Activity —
The expected response is a copy of every line in the entries below that includes the word "MockEngine".

Records from a data source:
++++++

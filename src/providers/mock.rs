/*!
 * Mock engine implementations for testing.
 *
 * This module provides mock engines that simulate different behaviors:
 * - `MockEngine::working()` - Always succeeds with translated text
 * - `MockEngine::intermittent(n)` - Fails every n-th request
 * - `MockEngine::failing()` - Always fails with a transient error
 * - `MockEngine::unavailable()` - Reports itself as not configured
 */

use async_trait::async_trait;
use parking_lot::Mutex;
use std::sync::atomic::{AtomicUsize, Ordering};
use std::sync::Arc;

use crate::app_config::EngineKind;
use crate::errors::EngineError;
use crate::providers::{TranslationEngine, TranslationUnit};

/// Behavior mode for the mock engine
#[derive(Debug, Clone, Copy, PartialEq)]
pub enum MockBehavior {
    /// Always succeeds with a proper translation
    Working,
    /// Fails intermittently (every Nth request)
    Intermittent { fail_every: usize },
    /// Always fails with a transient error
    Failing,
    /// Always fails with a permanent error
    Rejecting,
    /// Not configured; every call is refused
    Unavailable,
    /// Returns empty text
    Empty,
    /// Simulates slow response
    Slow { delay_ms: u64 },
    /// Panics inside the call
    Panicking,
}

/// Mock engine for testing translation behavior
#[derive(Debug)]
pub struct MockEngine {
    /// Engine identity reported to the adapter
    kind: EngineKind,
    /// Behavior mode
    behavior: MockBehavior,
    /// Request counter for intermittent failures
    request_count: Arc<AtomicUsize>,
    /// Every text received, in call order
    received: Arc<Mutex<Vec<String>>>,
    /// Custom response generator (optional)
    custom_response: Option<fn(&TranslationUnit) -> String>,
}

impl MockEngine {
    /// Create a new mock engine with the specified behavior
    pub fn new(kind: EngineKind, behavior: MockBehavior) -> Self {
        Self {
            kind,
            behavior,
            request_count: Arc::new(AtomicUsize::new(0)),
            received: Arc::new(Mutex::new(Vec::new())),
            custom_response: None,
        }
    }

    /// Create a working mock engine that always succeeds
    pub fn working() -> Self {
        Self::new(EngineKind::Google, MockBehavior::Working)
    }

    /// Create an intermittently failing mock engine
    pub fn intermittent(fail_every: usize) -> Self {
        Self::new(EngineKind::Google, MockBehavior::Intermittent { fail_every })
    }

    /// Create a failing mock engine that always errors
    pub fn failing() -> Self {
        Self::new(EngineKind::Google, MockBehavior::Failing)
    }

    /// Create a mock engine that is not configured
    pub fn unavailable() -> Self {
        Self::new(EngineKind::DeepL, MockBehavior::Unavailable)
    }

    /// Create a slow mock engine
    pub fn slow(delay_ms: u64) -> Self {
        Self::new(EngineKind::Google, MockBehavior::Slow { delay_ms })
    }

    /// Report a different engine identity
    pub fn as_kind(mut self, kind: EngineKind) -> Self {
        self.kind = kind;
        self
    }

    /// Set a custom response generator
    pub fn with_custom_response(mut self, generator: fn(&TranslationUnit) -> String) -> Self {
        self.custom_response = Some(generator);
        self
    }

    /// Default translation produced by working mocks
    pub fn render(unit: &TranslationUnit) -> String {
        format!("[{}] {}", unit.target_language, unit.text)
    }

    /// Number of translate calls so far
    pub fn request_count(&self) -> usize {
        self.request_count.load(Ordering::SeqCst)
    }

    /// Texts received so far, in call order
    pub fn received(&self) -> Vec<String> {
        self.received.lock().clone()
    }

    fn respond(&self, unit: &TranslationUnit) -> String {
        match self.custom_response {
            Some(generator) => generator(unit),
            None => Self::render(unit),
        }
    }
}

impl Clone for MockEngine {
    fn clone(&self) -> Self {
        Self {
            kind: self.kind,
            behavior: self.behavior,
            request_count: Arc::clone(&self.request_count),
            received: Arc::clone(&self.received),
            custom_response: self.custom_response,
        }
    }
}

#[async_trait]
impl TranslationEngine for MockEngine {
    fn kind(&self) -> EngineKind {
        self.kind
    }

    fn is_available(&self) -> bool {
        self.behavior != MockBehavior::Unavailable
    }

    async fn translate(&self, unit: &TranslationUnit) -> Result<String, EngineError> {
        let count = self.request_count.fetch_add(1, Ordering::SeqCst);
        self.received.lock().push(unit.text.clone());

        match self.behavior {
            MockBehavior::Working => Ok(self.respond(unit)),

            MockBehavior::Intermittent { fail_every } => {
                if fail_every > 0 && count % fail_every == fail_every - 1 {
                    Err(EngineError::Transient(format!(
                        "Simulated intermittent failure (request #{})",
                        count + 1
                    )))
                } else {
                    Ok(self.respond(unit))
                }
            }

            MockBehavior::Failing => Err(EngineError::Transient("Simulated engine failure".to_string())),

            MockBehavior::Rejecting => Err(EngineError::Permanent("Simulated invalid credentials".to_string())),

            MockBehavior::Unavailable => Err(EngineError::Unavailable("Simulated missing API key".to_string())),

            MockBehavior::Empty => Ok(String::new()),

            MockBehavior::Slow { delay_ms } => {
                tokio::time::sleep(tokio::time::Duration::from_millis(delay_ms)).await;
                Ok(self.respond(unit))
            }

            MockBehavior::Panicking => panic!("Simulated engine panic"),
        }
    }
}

++++++

Answer space —
 * - `MockEngine::working()` - Always succeeds with translated text
 * - `MockEngine::intermittent(n)` - Fails every n-th request
 * - `MockEngine::failing()` - Always fails with a transient error
 * - `MockEngine::unavailable()` - Reports itself as not configured
pub struct MockEngine {
impl MockEngine {
impl Clone for MockEngine {
impl TranslationEngine for MockEngine {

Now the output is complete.